HIV/Aids in the Workplace
HIV/AIDS in Zimbabwe has gradually decreased from 16% of the population in 2007 to 13% in 2010, according to the National Aids Council.
A number of reasons account for this decline. Included are policies put in place by government at the workplace to curb the spread of the disease.
The country as a whole and the government has accepted that HIV/AIDS is a workplace issue which requires intervention not only by employers but employees as well.
Various policies have been developed in the different work sectors which take into consideration the impact that HIV/AIDS can have in the workplace, and on productivity.
Zimbabwe Statutory Instrument 202 of 1998
This was introduced by Zimbabwe in response to the need for workplace regulation regarding HIV/AIDS.

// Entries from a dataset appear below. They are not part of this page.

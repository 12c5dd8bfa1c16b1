//! Per-language server adapters
//!
//! Every language server has its own startup quirks: how its launch command
//! is resolved, what `initializationOptions` it expects, which capabilities
//! it must advertise, which directories its projects want pruned, how it
//! signals that indexing finished, and how its symbol kinds are normalized.
//! One adapter per server captures all of that behind a single trait.

mod kotlin;
mod marksman;
mod ruby_lsp;
mod solargraph;

pub use kotlin::KotlinAdapter;
pub use marksman::MarksmanAdapter;
pub use ruby_lsp::RubyLspAdapter;
pub use solargraph::SolargraphAdapter;

use lantern_core::prelude::*;
use lantern_settings::LanguageSettings;
use lsp_types::SymbolKind;
use serde_json::Value;
use std::path::Path;
use std::sync::Arc;
use std::time::Duration;

use crate::launch::{LaunchDescriptor, Platform};

/// How an inbound message bears on readiness
#[derive(Debug, Clone, PartialEq, Eq)]
pub enum ReadinessSignal {
  /// A progress token started tracking (create or begin)
  TokenStarted(String),
  /// A progress token finished (end is the only end signal)
  TokenEnded(String),
  /// The server announced readiness outside the progress protocol
  ServiceReady,
}

/// Strategy object describing one language server
pub trait LanguageAdapter: Send + Sync {
  /// Language id ("kotlin", "ruby", "markdown", ...)
  fn language_id(&self) -> &'static str;

  /// File extensions routed to this server
  fn file_extensions(&self) -> &'static [&'static str];

  /// The `languageId` sent in `textDocument/didOpen` (defaults to the
  /// language id; differs when several adapters serve one language)
  fn document_language_id(&self) -> &'static str {
    self.language_id()
  }

  /// Resolve the launch command and environment for this platform
  fn resolve_launch(
    &self,
    root: &Path,
    platform: Platform,
    settings: &LanguageSettings,
  ) -> Result<LaunchDescriptor>;

  /// The `initialize` request parameters for this server
  fn initialize_params(&self, root: &Path) -> Result<Value>;

  /// Capability fields the `initialize` response must carry
  fn required_capabilities(&self) -> &'static [&'static str] {
    &[]
  }

  /// Assert the advertised capability set; failures fail the session
  fn assert_capabilities(&self, capabilities: &Value) -> Result<()> {
    for field in self.required_capabilities() {
      if capabilities.get(*field).is_none() {
        return Err(Error::CapabilityMissing {
          language: self.language_id().to_string(),
          capability: field.to_string(),
        });
      }
    }
    Ok(())
  }

  /// Directory names pruned from symbol trees and reference lists
  fn ignored_dirnames(&self) -> Vec<String> {
    lantern_core::constants::COMMON_IGNORED_DIRS
      .iter()
      .map(|d| d.to_string())
      .collect()
  }

  /// Default per-request timeout for this server
  fn request_timeout(&self) -> Duration {
    Duration::from_secs_f64(lantern_core::constants::DEFAULT_REQUEST_TIMEOUT_SECS)
  }

  /// Ceiling on post-`initialized` indexing before the session is forced ready
  fn indexing_timeout(&self) -> Duration {
    Duration::from_secs_f64(lantern_core::constants::DEFAULT_INDEXING_TIMEOUT_SECS)
  }

  /// Normalize a reported symbol kind (applied at ingest)
  fn remap_symbol_kind(&self, kind: SymbolKind) -> SymbolKind {
    kind
  }

  /// Whether readiness arrives as a status message instead of progress
  /// tokens; such servers start the latch cleared after `initialized`.
  fn awaits_service_ready(&self) -> bool {
    false
  }

  /// Classify an inbound message's effect on readiness
  fn readiness_signal(&self, method: &str, params: &Value) -> Option<ReadinessSignal> {
    progress_readiness_signal(method, params)
  }
}

/// The default classification: create/begin start a token, end ends it.
pub fn progress_readiness_signal(method: &str, params: &Value) -> Option<ReadinessSignal> {
  match method {
    "window/workDoneProgress/create" => Some(ReadinessSignal::TokenStarted(token_text(
      params.get("token")?,
    ))),
    "$/progress" => {
      let token = token_text(params.get("token")?);
      match params.get("value").and_then(|v| v.get("kind")).and_then(Value::as_str)? {
        "begin" => Some(ReadinessSignal::TokenStarted(token)),
        "end" => Some(ReadinessSignal::TokenEnded(token)),
        _ => None,
      }
    },
    _ => None,
  }
}

/// Progress tokens are strings or numbers on the wire
fn token_text(token: &Value) -> String {
  match token {
    Value::String(s) => s.clone(),
    other => other.to_string(),
  }
}

/// All adapters this build knows about
pub fn builtin_adapters() -> Vec<Arc<dyn LanguageAdapter>> {
  vec![
    Arc::new(KotlinAdapter::default()),
    Arc::new(RubyLspAdapter),
    Arc::new(SolargraphAdapter),
    Arc::new(MarksmanAdapter),
  ]
}

/// Look an adapter up by language id
pub fn adapter_for(language_id: &str) -> Option<Arc<dyn LanguageAdapter>> {
  builtin_adapters()
    .into_iter()
    .find(|adapter| adapter.language_id() == language_id)
}

/// Look an adapter up by file extension
pub fn adapter_for_extension(extension: &str) -> Option<Arc<dyn LanguageAdapter>> {
  builtin_adapters()
    .into_iter()
    .find(|adapter| adapter.file_extensions().contains(&extension))
}
//! Lantern Diff
//!
//! Deterministic unified-diff previews for proposed edits, plus the
//! process-wide "latest preview" slot consumed by dashboards and tools.

use chrono::{DateTime, Utc};
use parking_lot::Mutex;
use serde::{Deserialize, Serialize};
use similar::TextDiff;

/// A rendered preview of a proposed change to one file
#[derive(Debug, Clone, PartialEq, Serialize, Deserialize)]
pub struct DiffPreview {
  /// Workspace-relative path shown in the diff headers
  pub file_path: String,
  /// Symbol being replaced, when the edit targets one
  pub symbol_name: Option<String>,
  /// Unified diff text with `a/<path>` / `b/<path>` headers
  pub unified_diff: String,
  /// Count of `+` lines (excluding the `+++` header)
  pub lines_added: usize,
  /// Count of `-` lines (excluding the `---` header)
  pub lines_removed: usize,
  /// When this preview was generated
  pub created_at: DateTime<Utc>,
}

/// Generates diff previews and holds the latest one.
///
/// The slot is per core instance, not per server session; writers race and
/// the last one wins.
#[derive(Default)]
pub struct DiffManager {
  latest: Mutex<Option<DiffPreview>>,
}

impl DiffManager {
  pub fn new() -> Self {
    Self::default()
  }

  /// Overwrite the latest-preview slot
  pub fn set_latest(&self, preview: DiffPreview) {
    *self.latest.lock() = Some(preview);
  }

  /// Read the latest preview, if any
  pub fn get_latest(&self) -> Option<DiffPreview> {
    self.latest.lock().clone()
  }

  /// Empty the latest-preview slot
  pub fn clear_latest(&self) {
    *self.latest.lock() = None;
  }

  /// Generate a preview diff between old and new content.
  ///
  /// Output is stable: identical inputs yield byte-identical diffs, and
  /// equal sides yield an empty diff with zero counters.
  pub fn generate_diff_preview(
    old_content: &str,
    new_content: &str,
    file_path: &str,
    symbol_name: Option<&str>,
  ) -> DiffPreview {
    let diff = TextDiff::from_lines(old_content, new_content);
    let unified = diff
      .unified_diff()
      .header(&format!("a/{}", file_path), &format!("b/{}", file_path))
      .to_string();
    // No trailing blank line terminator
    let unified = unified.trim_end_matches('\n').to_string();

    let mut lines_added = 0;
    let mut lines_removed = 0;
    for line in unified.lines() {
      if line.starts_with('+') && !line.starts_with("+++") {
        lines_added += 1;
      } else if line.starts_with('-') && !line.starts_with("---") {
        lines_removed += 1;
      }
    }

    DiffPreview {
      file_path: file_path.to_string(),
      symbol_name: symbol_name.map(String::from),
      unified_diff: unified,
      lines_added,
      lines_removed,
      created_at: Utc::now(),
    }
  }
}

#[cfg(test)]
mod tests {
  use super::*;
  use pretty_assertions::assert_eq;

  #[test]
  fn test_identical_content_is_empty() {
    let preview =
      DiffManager::generate_diff_preview("a\nb\nc\n", "a\nb\nc\n", "lib.rb", Some("A"));
    assert_eq!(preview.unified_diff, "");
    assert_eq!(preview.lines_added, 0);
    assert_eq!(preview.lines_removed, 0);
  }

  #[test]
  fn test_counts_single_line_replacement() {
    let old = "fn main() {\n    println!(\"hello\");\n}\n";
    let new = "fn main() {\n    println!(\"goodbye\");\n}\n";
    let preview = DiffManager::generate_diff_preview(old, new, "src/main.rs", None);

    assert_eq!(preview.lines_added, 1);
    assert_eq!(preview.lines_removed, 1);
    assert!(preview.unified_diff.starts_with("--- a/src/main.rs\n+++ b/src/main.rs\n"));
  }

  #[test]
  fn test_unified_output_is_stable() {
    let old = "fn main() {\n    println!(\"hello\");\n}\n";
    let new = "fn main() {\n    println!(\"goodbye\");\n}\n";
    let first = DiffManager::generate_diff_preview(old, new, "src/main.rs", None);
    let second = DiffManager::generate_diff_preview(old, new, "src/main.rs", None);
    assert_eq!(first.unified_diff, second.unified_diff);

    insta::assert_snapshot!(first.unified_diff, @r###"
    --- a/src/main.rs
    +++ b/src/main.rs
    @@ -1,3 +1,3 @@
     fn main() {
    -    println!("hello");
    +    println!("goodbye");
     }
    "###);
  }

  #[test]
  fn test_pure_addition() {
    let preview = DiffManager::generate_diff_preview("a\n", "a\nb\nc\n", "notes.md", None);
    assert_eq!(preview.lines_added, 2);
    assert_eq!(preview.lines_removed, 0);
  }

  #[test]
  fn test_latest_slot_roundtrip() {
    let manager = DiffManager::new();
    assert!(manager.get_latest().is_none());

    let preview = DiffManager::generate_diff_preview("x\n", "y\n", "f.txt", Some("sym"));
    manager.set_latest(preview.clone());
    assert_eq!(manager.get_latest(), Some(preview));

    manager.clear_latest();
    assert!(manager.get_latest().is_none());
  }

  #[test]
  fn test_latest_slot_last_writer_wins() {
    let manager = DiffManager::new();
    let first = DiffManager::generate_diff_preview("1\n", "2\n", "a.txt", None);
    let second = DiffManager::generate_diff_preview("3\n", "4\n", "b.txt", None);
    manager.set_latest(first);
    manager.set_latest(second.clone());
    assert_eq!(manager.get_latest(), Some(second));
  }

  proptest::proptest! {
    /// added - removed always equals the line-count delta between the sides
    #[test]
    fn prop_count_delta_matches_line_delta(
      old in proptest::collection::vec("[ab]{0,3}", 0..8),
      new in proptest::collection::vec("[ab]{0,3}", 0..8),
    ) {
      let old_text = old.iter().map(|l| format!("{}\n", l)).collect::<String>();
      let new_text = new.iter().map(|l| format!("{}\n", l)).collect::<String>();
      let preview = DiffManager::generate_diff_preview(&old_text, &new_text, "p.txt", None);

      let delta = preview.lines_added as i64 - preview.lines_removed as i64;
      proptest::prop_assert_eq!(delta, new.len() as i64 - old.len() as i64);
    }

    /// equal sides always produce an empty diff
    #[test]
    fn prop_equal_sides_empty(lines in proptest::collection::vec("[abc]{0,4}", 0..10)) {
      let text = lines.iter().map(|l| format!("{}\n", l)).collect::<String>();
      let preview = DiffManager::generate_diff_preview(&text, &text, "p.txt", None);
      proptest::prop_assert_eq!(preview.unified_diff, "");
      proptest::prop_assert_eq!(preview.lines_added, 0);
      proptest::prop_assert_eq!(preview.lines_removed, 0);
    }
  }
}
//! Strongly-typed identifiers for Lantern entities
//!
//! Type-safe IDs prevent mixing up different entity types. Each ID wraps a
//! UUID with a unique type marker.

use serde::{Deserialize, Serialize};
use std::fmt;
use uuid::Uuid;

/// Macro to generate strongly-typed ID wrappers
macro_rules! define_id {
    ($name:ident, $doc:literal) => {
        #[doc = $doc]
        #[derive(Clone, Copy, PartialEq, Eq, Hash, Serialize, Deserialize)]
        #[serde(transparent)]
        pub struct $name(Uuid);

        impl $name {
            /// Create a new random ID
            #[inline]
            pub fn new() -> Self {
                Self(Uuid::new_v4())
            }

            /// Create an ID from a UUID
            #[inline]
            pub const fn from_uuid(uuid: Uuid) -> Self {
                Self(uuid)
            }

            /// Get the underlying UUID
            #[inline]
            pub const fn as_uuid(&self) -> &Uuid {
                &self.0
            }

            /// Create a nil (zero) ID - useful for testing
            #[inline]
            pub const fn nil() -> Self {
                Self(Uuid::nil())
            }

            /// Check if this is a nil ID
            #[inline]
            pub fn is_nil(&self) -> bool {
                self.0.is_nil()
            }
        }

        impl Default for $name {
            fn default() -> Self {
                Self::new()
            }
        }

        impl fmt::Debug for $name {
            fn fmt(&self, f: &mut fmt::Formatter<'_>) -> fmt::Result {
                write!(f, "{}({})", stringify!($name), &self.0.to_string()[..8])
            }
        }

        impl fmt::Display for $name {
            fn fmt(&self, f: &mut fmt::Formatter<'_>) -> fmt::Result {
                write!(f, "{}", &self.0.to_string()[..8])
            }
        }

        impl From<Uuid> for $name {
            fn from(uuid: Uuid) -> Self {
                Self(uuid)
            }
        }

        impl From<$name> for Uuid {
            fn from(id: $name) -> Uuid {
                id.0
            }
        }

        impl std::str::FromStr for $name {
            type Err = uuid::Error;

            fn from_str(s: &str) -> Result<Self, Self::Err> {
                Ok(Self(Uuid::parse_str(s)?))
            }
        }
    };
}

define_id!(ProjectId, "Unique identifier for a registered project");
define_id!(SessionId, "Unique identifier for an agent session");

#[cfg(test)]
mod tests {
    use super::*;

    #[test]
    fn test_id_creation() {
        let id1 = ProjectId::new();
        let id2 = ProjectId::new();
        assert_ne!(id1, id2);
    }

    #[test]
    fn test_id_nil() {
        let id = SessionId::nil();
        assert!(id.is_nil());
        assert_eq!(id, SessionId::nil());
    }

    #[test]
    fn test_id_serialization() {
        let id = ProjectId::new();
        let json = serde_json::to_string(&id).unwrap();
        let parsed: ProjectId = serde_json::from_str(&json).unwrap();
        assert_eq!(id, parsed);
    }
}
//! Symbol query scenarios against a scripted fake server

mod common;

use common::{progress, FakeServer};
use lantern_lsp::adapters::{MarksmanAdapter, RubyLspAdapter};
use lantern_lsp::uri::path_to_uri;
use lantern_lsp::{LspServer, SymbolTreeNode};
use lantern_settings::Settings;
use lsp_types::SymbolKind;
use serde_json::{json, Value};
use std::path::Path;
use std::sync::Arc;
use tempfile::TempDir;

fn test_settings() -> Settings {
  let mut settings = Settings::default();
  settings.timeouts.indexing_timeout_seconds = Some(5.0);
  settings
}

fn range(sl: u32, sc: u32, el: u32, ec: u32) -> Value {
  json!({
    "start": {"line": sl, "character": sc},
    "end": {"line": el, "character": ec},
  })
}

/// Ruby workspace with a vendored reference to `Calculator`
fn ruby_workspace() -> TempDir {
  let dir = TempDir::new().unwrap();
  std::fs::write(
    dir.path().join("lib.rb"),
    "class Calculator\n  def add(a, b)\n    a + b\n  end\nend\n",
  )
  .unwrap();
  std::fs::create_dir(dir.path().join("vendor")).unwrap();
  std::fs::write(dir.path().join("vendor/dummy.rb"), "Calculator.new\n").unwrap();
  dir
}

/// ruby-lsp announces readiness with a progress end
fn ruby_fake() -> FakeServer {
  FakeServer {
    after_initialized: vec![progress("rails-indexing", "end")],
    ..FakeServer::default()
  }
}

fn calculator_symbols() -> Value {
  json!([{
    "name": "Calculator",
    "kind": 5,
    "range": range(0, 0, 4, 3),
    "selectionRange": range(0, 6, 0, 16),
    "children": [{
      "name": "add",
      "kind": 6,
      "range": range(1, 2, 3, 5),
      "selectionRange": range(1, 6, 1, 9),
    }],
  }])
}

#[tokio::test]
async fn markdown_headings_are_remapped_to_namespace() {
  let workspace = TempDir::new().unwrap();
  std::fs::write(workspace.path().join("README.md"), "# Test Repository\n").unwrap();

  let mut fake = FakeServer::default();
  fake.document_symbols.insert(
    "README.md".to_string(),
    json!([{
      "name": "Test Repository",
      "kind": 15,
      "range": range(0, 0, 0, 17),
      "selectionRange": range(0, 2, 0, 17),
    }]),
  );
  let (reader, writer) = fake.launch();

  let server = LspServer::start_with_transport(
    Arc::new(MarksmanAdapter),
    workspace.path(),
    &test_settings(),
    reader,
    writer,
  )
  .await
  .unwrap();

  let (flat, roots) = server.request_document_symbols("README.md").await.unwrap();
  assert_eq!(flat.len(), 1);
  assert_eq!(flat[0].name, "Test Repository");
  // The server said String(15); consumers must see Namespace(3)
  assert_eq!(flat[0].kind, SymbolKind::NAMESPACE);
  assert_eq!(roots[0].kind, SymbolKind::NAMESPACE);
}

#[tokio::test]
async fn references_under_ignored_dirs_are_filtered() {
  let workspace = ruby_workspace();

  let mut fake = ruby_fake();
  fake.references = json!([
    {
      "uri": path_to_uri(&workspace.path().join("lib.rb")).unwrap().as_str(),
      "range": range(1, 2, 1, 9),
    },
    {
      "uri": path_to_uri(&workspace.path().join("vendor/dummy.rb")).unwrap().as_str(),
      "range": range(0, 0, 0, 10),
    },
  ]);
  let (reader, writer) = fake.launch();

  let server = LspServer::start_with_transport(
    Arc::new(RubyLspAdapter),
    workspace.path(),
    &test_settings(),
    reader,
    writer,
  )
  .await
  .unwrap();

  let references = server.request_references("lib.rb", 0, 6).await.unwrap();
  assert!(!references.is_empty());
  assert!(references
    .iter()
    .all(|reference| !reference.uri.as_str().contains("vendor/")));
  assert!(references
    .iter()
    .any(|reference| reference.relative_path == Path::new("lib.rb")));
}

#[tokio::test]
async fn full_symbol_tree_prunes_ignored_dirs() {
  let workspace = ruby_workspace();

  let mut fake = ruby_fake();
  fake
    .document_symbols
    .insert("lib.rb".to_string(), calculator_symbols());
  fake.document_symbols.insert(
    "dummy.rb".to_string(),
    json!([{
      "name": "dummy",
      "kind": 13,
      "range": range(0, 0, 0, 14),
      "selectionRange": range(0, 0, 0, 14),
    }]),
  );
  let (reader, writer) = fake.launch();

  let server = LspServer::start_with_transport(
    Arc::new(RubyLspAdapter),
    workspace.path(),
    &test_settings(),
    reader,
    writer,
  )
  .await
  .unwrap();

  let tree = server.request_full_symbol_tree().await.unwrap();
  let SymbolTreeNode::Directory { children, .. } = &tree[0] else {
    panic!("root must be a directory");
  };

  let names: Vec<String> = children.iter().map(SymbolTreeNode::name).collect();
  assert!(names.contains(&"lib.rb".to_string()));
  assert!(!names.contains(&"vendor".to_string()));

  // lib.rb is reachable in the tree with its document symbols as children
  let SymbolTreeNode::File { symbols, .. } = children
    .iter()
    .find(|node| node.name() == "lib.rb")
    .unwrap()
  else {
    panic!("lib.rb must be a file node");
  };
  assert_eq!(symbols[0].name, "Calculator");
}

#[tokio::test]
async fn queries_on_ignored_paths_read_as_missing() {
  let workspace = ruby_workspace();
  let (reader, writer) = ruby_fake().launch();

  let server = LspServer::start_with_transport(
    Arc::new(RubyLspAdapter),
    workspace.path(),
    &test_settings(),
    reader,
    writer,
  )
  .await
  .unwrap();

  let err = server
    .request_document_symbols("vendor/dummy.rb")
    .await
    .unwrap_err();
  assert!(matches!(err, lantern_core::Error::PathIgnored { .. }));
}

#[tokio::test]
async fn containing_symbol_picks_deepest_and_extracts_body() {
  let workspace = ruby_workspace();

  let mut fake = ruby_fake();
  fake
    .document_symbols
    .insert("lib.rb".to_string(), calculator_symbols());
  let (reader, writer) = fake.launch();

  let server = LspServer::start_with_transport(
    Arc::new(RubyLspAdapter),
    workspace.path(),
    &test_settings(),
    reader,
    writer,
  )
  .await
  .unwrap();

  // Inside `add`: the method wins over the class
  let symbol = server
    .request_containing_symbol("lib.rb", 2, 4, true)
    .await
    .unwrap()
    .unwrap();
  assert_eq!(symbol.name, "add");
  assert_eq!(symbol.body.as_deref(), Some("def add(a, b)\n    a + b\n  end"));

  // Between methods: the class
  let symbol = server
    .request_containing_symbol("lib.rb", 4, 0, false)
    .await
    .unwrap()
    .unwrap();
  assert_eq!(symbol.name, "Calculator");
  assert!(symbol.body.is_none());

  // Nowhere: no containing symbol is not an error
  let none = server
    .request_containing_symbol("lib.rb", 20, 0, false)
    .await
    .unwrap();
  assert!(none.is_none());
}

#[tokio::test]
async fn defining_symbol_combines_definition_and_symbols() {
  let workspace = ruby_workspace();

  let mut fake = ruby_fake();
  fake
    .document_symbols
    .insert("lib.rb".to_string(), calculator_symbols());
  // Definition of the call site points at `add` in lib.rb
  fake.definition = json!([{
    "uri": path_to_uri(&workspace.path().join("lib.rb")).unwrap().as_str(),
    "range": range(1, 6, 1, 9),
  }]);
  let (reader, writer) = fake.launch();

  let server = LspServer::start_with_transport(
    Arc::new(RubyLspAdapter),
    workspace.path(),
    &test_settings(),
    reader,
    writer,
  )
  .await
  .unwrap();

  let symbol = server
    .request_defining_symbol("lib.rb", 2, 4)
    .await
    .unwrap()
    .unwrap();
  assert_eq!(symbol.name, "add");
}

#[tokio::test]
async fn overviews_return_shallow_info() {
  let workspace = ruby_workspace();

  let mut fake = ruby_fake();
  fake
    .document_symbols
    .insert("lib.rb".to_string(), calculator_symbols());
  let (reader, writer) = fake.launch();

  let server = LspServer::start_with_transport(
    Arc::new(RubyLspAdapter),
    workspace.path(),
    &test_settings(),
    reader,
    writer,
  )
  .await
  .unwrap();

  let document = server.request_document_overview("lib.rb").await.unwrap();
  assert_eq!(document.len(), 1);
  assert_eq!(document[0].name, "Calculator");
  assert_eq!(document[0].kind, SymbolKind::CLASS);
  assert_eq!(document[0].line, 0);

  let dir = server.request_dir_overview(".").await.unwrap();
  let entries: Vec<&Path> = dir.keys().map(|path| path.as_path()).collect();
  assert_eq!(entries, vec![Path::new("lib.rb")]);
}

#[tokio::test]
async fn external_edit_is_visible_to_later_queries() {
  let workspace = ruby_workspace();

  let mut fake = ruby_fake();
  fake
    .document_symbols
    .insert("lib.rb".to_string(), calculator_symbols());
  let (reader, writer) = fake.launch();

  let server = LspServer::start_with_transport(
    Arc::new(RubyLspAdapter),
    workspace.path(),
    &test_settings(),
    reader,
    writer,
  )
  .await
  .unwrap();

  let symbol = server
    .request_containing_symbol("lib.rb", 0, 7, true)
    .await
    .unwrap()
    .unwrap();
  assert!(symbol.body.unwrap().starts_with("class Calculator"));

  // Rewrite the file externally and push its mtime forward past coarse
  // filesystem resolution
  let path = workspace.path().join("lib.rb");
  std::fs::write(&path, "class Calculator2\n  def add(a, b)\n    a + b\n  end\nend\n").unwrap();
  let mtime = std::fs::metadata(&path).unwrap().modified().unwrap();
  let file = std::fs::File::options().write(true).open(&path).unwrap();
  file
    .set_modified(mtime + std::time::Duration::from_secs(2))
    .unwrap();

  let symbol = server
    .request_containing_symbol("lib.rb", 0, 7, true)
    .await
    .unwrap()
    .unwrap();
  assert!(symbol.body.unwrap().starts_with("class Calculator2"));
}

Regulations state the following:
- It is an offence for an employer to require HIV testing as a precondition for employment or to terminate employment on account of one’s HIV status.
- Employers are required to develop workplace policies and programmes regarding HIV and AIDS.
Zimbabwe National Aids Levy
The National Aids Levy was started in 2000 through the National Aids Council (NAC) Act Chapter 15/14 of 2000.
The major aim of this levy is for individuals and companies in Zimbabwe to pay 3% of their income and corporate taxes towards the National Aids Trust Fund. This is then used to finance various programmes in response to the HIV/AIDS pandemic.
National Private Sector Response
The Government of Zimbabwe has also devised the National Strategic Framework for the Private Sector Response to HIV/AIDS. The overall goal of this is to contribute to a reduction in the number of HIV infections, as well as support national initiatives towards the goal of universal access to HIV prevention, care, support and treatment.
Private sector companies have a key role to play in scaling up HIV prevention, care, treatment and support.